4Ibn Sina National College for Medical Studies, Jeddah ,Saudi Arabia

DOI: 10.17796/jcpd.38.1.n152280p45mj53m2 Vol.38,Issue 1,January 2014 pp.89-93

Published: 01 January 2014

*Corresponding Author(s): Sabarinath VP E-mail: sabari23@rediffmail.com

Abstract

The cleft alveolus component of the oral cleft deformity is addressed with a separate surgical stage. Several host and operator related factors affect the surgical outcome. When factors that increase the likelihood of secondary alveolar bone graft failure are identified, alterative methods like dentoalveolar distraction (DAD) may be employed.
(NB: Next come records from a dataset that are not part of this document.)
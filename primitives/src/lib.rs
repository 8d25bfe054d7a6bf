//! Domain types shared by every voteflow service.

use chrono::NaiveDateTime;
use serde::{Deserialize, Serialize};
use uuid::Uuid;

/// Timestamp format used in store lines and audit journals.
pub const TIMESTAMP_FORMAT: &str = "%Y-%m-%dT%H:%M:%S%.3f";

pub fn format_timestamp(ts: NaiveDateTime) -> String {
	ts.format(TIMESTAMP_FORMAT).to_string()
}

pub fn parse_timestamp(s: &str) -> Result<NaiveDateTime, chrono::ParseError> {
	NaiveDateTime::parse_from_str(s, TIMESTAMP_FORMAT)
}

/// The domain envelope for a single ballot.
///
/// The voter's identity is deliberately not part of this type: it travels
/// out-of-band on dispatch and is never written to any persisted vote record.
#[derive(Debug, Clone, PartialEq, Eq, Serialize, Deserialize)]
pub struct Vote {
	pub vote_id: Uuid,
	pub candidate_id: String,
	pub station_origin: String,
	pub timestamp: NaiveDateTime,
}

impl Vote {
	pub fn new(candidate_id: String, station_origin: String) -> Self {
		Self {
			vote_id: Uuid::new_v4(),
			candidate_id,
			station_origin,
			timestamp: chrono::Local::now().naive_local(),
		}
	}
}

/// Lifecycle of a vote as seen by the pipeline.
///
/// Transitions are monotonic: `Pending -> Received -> Processed`, with a
/// terminal `Error` branch reachable from any non-terminal state.
#[derive(Debug, Clone, Copy, PartialEq, Eq, Hash, Serialize, Deserialize)]
#[serde(rename_all = "SCREAMING_SNAKE_CASE")]
pub enum VoteState {
	Pending,
	Received,
	Processed,
	Error,
}

impl VoteState {
	fn rank(self) -> u8 {
		match self {
			VoteState::Pending => 0,
			VoteState::Received => 1,
			VoteState::Processed => 2,
			VoteState::Error => 3,
		}
	}

	/// Whether moving to `next` respects the state machine. Self-transitions
	/// are allowed so redelivered acks are harmless.
	pub fn can_transition_to(self, next: VoteState) -> bool {
		match (self, next) {
			(VoteState::Error, _) => false,
			(VoteState::Processed, VoteState::Error) => false,
			(_, VoteState::Error) => true,
			(from, to) => from.rank() <= to.rank(),
		}
	}
}

impl std::fmt::Display for VoteState {
	fn fmt(&self, f: &mut std::fmt::Formatter<'_>) -> std::fmt::Result {
		let s = match self {
			VoteState::Pending => "PENDING",
			VoteState::Received => "RECEIVED",
			VoteState::Processed => "PROCESSED",
			VoteState::Error => "ERROR",
		};
		f.write_str(s)
	}
}

impl std::str::FromStr for VoteState {
	type Err = ParsePrimitiveError;

	fn from_str(s: &str) -> Result<Self, Self::Err> {
		match s {
			"PENDING" => Ok(VoteState::Pending),
			"RECEIVED" => Ok(VoteState::Received),
			"PROCESSED" => Ok(VoteState::Processed),
			"ERROR" => Ok(VoteState::Error),
			other => Err(ParsePrimitiveError::VoteState(other.to_string())),
		}
	}
}

#[derive(Debug, thiserror::Error)]
pub enum ParsePrimitiveError {
	#[error("unknown vote state `{0}`")]
	VoteState(String),
	#[error("unknown station vote status `{0}`")]
	StationVoteStatus(String),
	#[error("unknown priority `{0}`")]
	Priority(String),
}

/// A vote's status in the station's transient store. CONFIRMED means the
/// center acknowledged PROCESSED and the record left the dispatch backlog.
#[derive(Debug, Clone, Copy, PartialEq, Eq, Hash, Serialize, Deserialize)]
#[serde(rename_all = "SCREAMING_SNAKE_CASE")]
pub enum StationVoteStatus {
	Pending,
	Confirmed,
	Error,
}

impl std::fmt::Display for StationVoteStatus {
	fn fmt(&self, f: &mut std::fmt::Formatter<'_>) -> std::fmt::Result {
		let s = match self {
			StationVoteStatus::Pending => "PENDING",
			StationVoteStatus::Confirmed => "CONFIRMED",
			StationVoteStatus::Error => "ERROR",
		};
		f.write_str(s)
	}
}

impl std::str::FromStr for StationVoteStatus {
	type Err = ParsePrimitiveError;

	fn from_str(s: &str) -> Result<Self, Self::Err> {
		match s {
			"PENDING" => Ok(StationVoteStatus::Pending),
			"CONFIRMED" => Ok(StationVoteStatus::Confirmed),
			"ERROR" => Ok(StationVoteStatus::Error),
			other => Err(ParsePrimitiveError::StationVoteStatus(other.to_string())),
		}
	}
}

/// Broker queue priority. Lower discriminant dequeues first.
#[derive(
	Debug, Clone, Copy, PartialEq, Eq, PartialOrd, Ord, Hash, Serialize, Deserialize,
)]
#[serde(rename_all = "SCREAMING_SNAKE_CASE")]
pub enum Priority {
	Critical = 0,
	High = 1,
	Normal = 2,
	Low = 3,
}

impl std::fmt::Display for Priority {
	fn fmt(&self, f: &mut std::fmt::Formatter<'_>) -> std::fmt::Result {
		let s = match self {
			Priority::Critical => "CRITICAL",
			Priority::High => "HIGH",
			Priority::Normal => "NORMAL",
			Priority::Low => "LOW",
		};
		f.write_str(s)
	}
}

impl std::str::FromStr for Priority {
	type Err = ParsePrimitiveError;

	fn from_str(s: &str) -> Result<Self, Self::Err> {
		match s {
			"CRITICAL" => Ok(Priority::Critical),
			"HIGH" => Ok(Priority::High),
			"NORMAL" => Ok(Priority::Normal),
			"LOW" => Ok(Priority::Low),
			other => Err(ParsePrimitiveError::Priority(other.to_string())),
		}
	}
}

/// A vote staged in the broker: payload plus scheduling metadata.
#[derive(Debug, Clone, PartialEq, Eq, Serialize, Deserialize)]
pub struct PendingVote {
	pub vote_id: Uuid,
	pub candidate_id: String,
	pub priority: Priority,
	pub attempt_count: u32,
	pub enqueued_at: NaiveDateTime,
}

/// The only shape a vote takes in the consolidated store. Carries no station
/// origin and no voter identity.
#[derive(Debug, Clone, PartialEq, Eq, Serialize, Deserialize)]
pub struct AnonymizedVote {
	pub vote_id: Uuid,
	pub candidate_id: String,
	pub timestamp: NaiveDateTime,
	pub hash: String,
}

/// Outcome of handing a vote to the receiving center.
///
/// Duplicate detection is an ordinary outcome of the protocol, not a
/// transport failure, so it is modelled as a variant rather than an error.
#[derive(Debug, Clone, Copy, PartialEq, Eq, Serialize, Deserialize)]
#[serde(rename_all = "snake_case")]
pub enum ReceiveOutcome {
	/// The vote was stored and queued for processing.
	Accepted,
	/// This vote id has already completed processing. Safe to confirm.
	AlreadyProcessed,
	/// The voter behind this submission has already voted. Terminal.
	RejectedVoter,
}

/// Storage targets behind the database proxy.
#[derive(Debug, Clone, Copy, PartialEq, Eq, Hash, Serialize, Deserialize)]
#[serde(rename_all = "snake_case")]
pub enum DbTarget {
	Primary,
	Replica,
}

impl DbTarget {
	/// The failover alternative for this target.
	pub fn alternative(self) -> DbTarget {
		match self {
			DbTarget::Primary => DbTarget::Replica,
			DbTarget::Replica => DbTarget::Primary,
		}
	}
}

impl std::fmt::Display for DbTarget {
	fn fmt(&self, f: &mut std::fmt::Formatter<'_>) -> std::fmt::Result {
		match self {
			DbTarget::Primary => f.write_str("primary"),
			DbTarget::Replica => f.write_str("replica"),
		}
	}
}

/// Three-state guard around a failure-prone dependency.
#[derive(Debug, Clone, Copy, PartialEq, Eq, Serialize, Deserialize)]
#[serde(rename_all = "SCREAMING_SNAKE_CASE")]
pub enum CircuitState {
	Closed,
	Open,
	HalfOpen,
}

impl std::fmt::Display for CircuitState {
	fn fmt(&self, f: &mut std::fmt::Formatter<'_>) -> std::fmt::Result {
		let s = match self {
			CircuitState::Closed => "CLOSED",
			CircuitState::Open => "OPEN",
			CircuitState::HalfOpen => "HALF_OPEN",
		};
		f.write_str(s)
	}
}

/// Point-in-time view of one circuit, as reported over RPC.
#[derive(Debug, Clone, Copy, PartialEq, Eq, Serialize, Deserialize)]
pub struct CircuitStatus {
	pub state: CircuitState,
	pub consecutive_failures: u32,
	pub consecutive_successes: u32,
}

#[derive(Debug, Clone, Copy, PartialEq, Eq, Serialize, Deserialize)]
#[serde(rename_all = "snake_case")]
pub enum QueryType {
	Insert,
	Update,
	Select,
}

impl QueryType {
	pub fn is_write(self) -> bool {
		matches!(self, QueryType::Insert | QueryType::Update)
	}
}

/// A routable storage operation: operation name, pipe-delimited parameters,
/// kind, and a deadline in milliseconds.
#[derive(Debug, Clone, PartialEq, Eq, Serialize, Deserialize)]
pub struct QueryParams {
	pub query: String,
	pub params: String,
	pub query_type: QueryType,
	pub timeout_millis: u64,
}

impl QueryParams {
	pub fn new(
		query: impl Into<String>,
		params: impl Into<String>,
		query_type: QueryType,
		timeout_millis: u64,
	) -> Self {
		Self { query: query.into(), params: params.into(), query_type, timeout_millis }
	}

	pub fn timeout(&self) -> std::time::Duration {
		std::time::Duration::from_millis(self.timeout_millis)
	}
}

#[derive(Debug, Clone, PartialEq, Eq, Serialize, Deserialize)]
pub struct QueryResult {
	pub successful: bool,
	pub rows: Vec<String>,
	pub error: Option<String>,
}

impl QueryResult {
	pub fn ok(rows: Vec<String>) -> Self {
		Self { successful: true, rows, error: None }
	}

	pub fn failed(error: impl Into<String>) -> Self {
		Self { successful: false, rows: Vec::new(), error: Some(error.into()) }
	}
}

/// Catalog entry for a choice on the ballot.
#[derive(Debug, Clone, PartialEq, Eq, Serialize, Deserialize)]
pub struct Candidate {
	pub candidate_id: String,
	pub name: String,
	pub party: String,
}

/// Per-candidate consolidated tally.
#[derive(Debug, Clone, PartialEq, Eq, Serialize, Deserialize)]
pub struct CandidateTally {
	pub candidate_id: String,
	pub votes: u64,
}

#[derive(Debug, Clone, Copy, PartialEq, Eq, Serialize, Deserialize)]
#[serde(rename_all = "SCREAMING_SNAKE_CASE")]
pub enum TransactionState {
	Pending,
	Confirmed,
	Failed,
}

/// Emitted by the primary adapter for every write, then offered to the
/// replica for confirmation.
#[derive(Debug, Clone, PartialEq, Eq, Serialize, Deserialize)]
pub struct TransactionInfo {
	pub transaction_id: Uuid,
	pub data: String,
	pub timestamp: NaiveDateTime,
	pub state: TransactionState,
}

impl TransactionInfo {
	pub fn pending(data: impl Into<String>) -> Self {
		Self {
			transaction_id: Uuid::new_v4(),
			data: data.into(),
			timestamp: chrono::Local::now().naive_local(),
			state: TransactionState::Pending,
		}
	}
}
In infants, molding of the alveolar segments is possible and when a synergistic surgical approach is used, the possibility of successful alveolar cleft repair is increased. The authors present two case reports wherein the use of nasoalveolar molding (NAM) and DAD helped to tackle the alveolar cleft deformity.

Keywords

Cleft palate, cleft alveolus, maxillary distraction, nasoalveolar molding, children

Cite and Share

Sabarinath VP,Vasant Radhakrishnan,Hazarey PV,Sreeja Ravindran. Alternative Approaches to Managing the Cleft Alveolus. Journal of Clinical Pediatric Dentistry. 2014. 38(1);89-93.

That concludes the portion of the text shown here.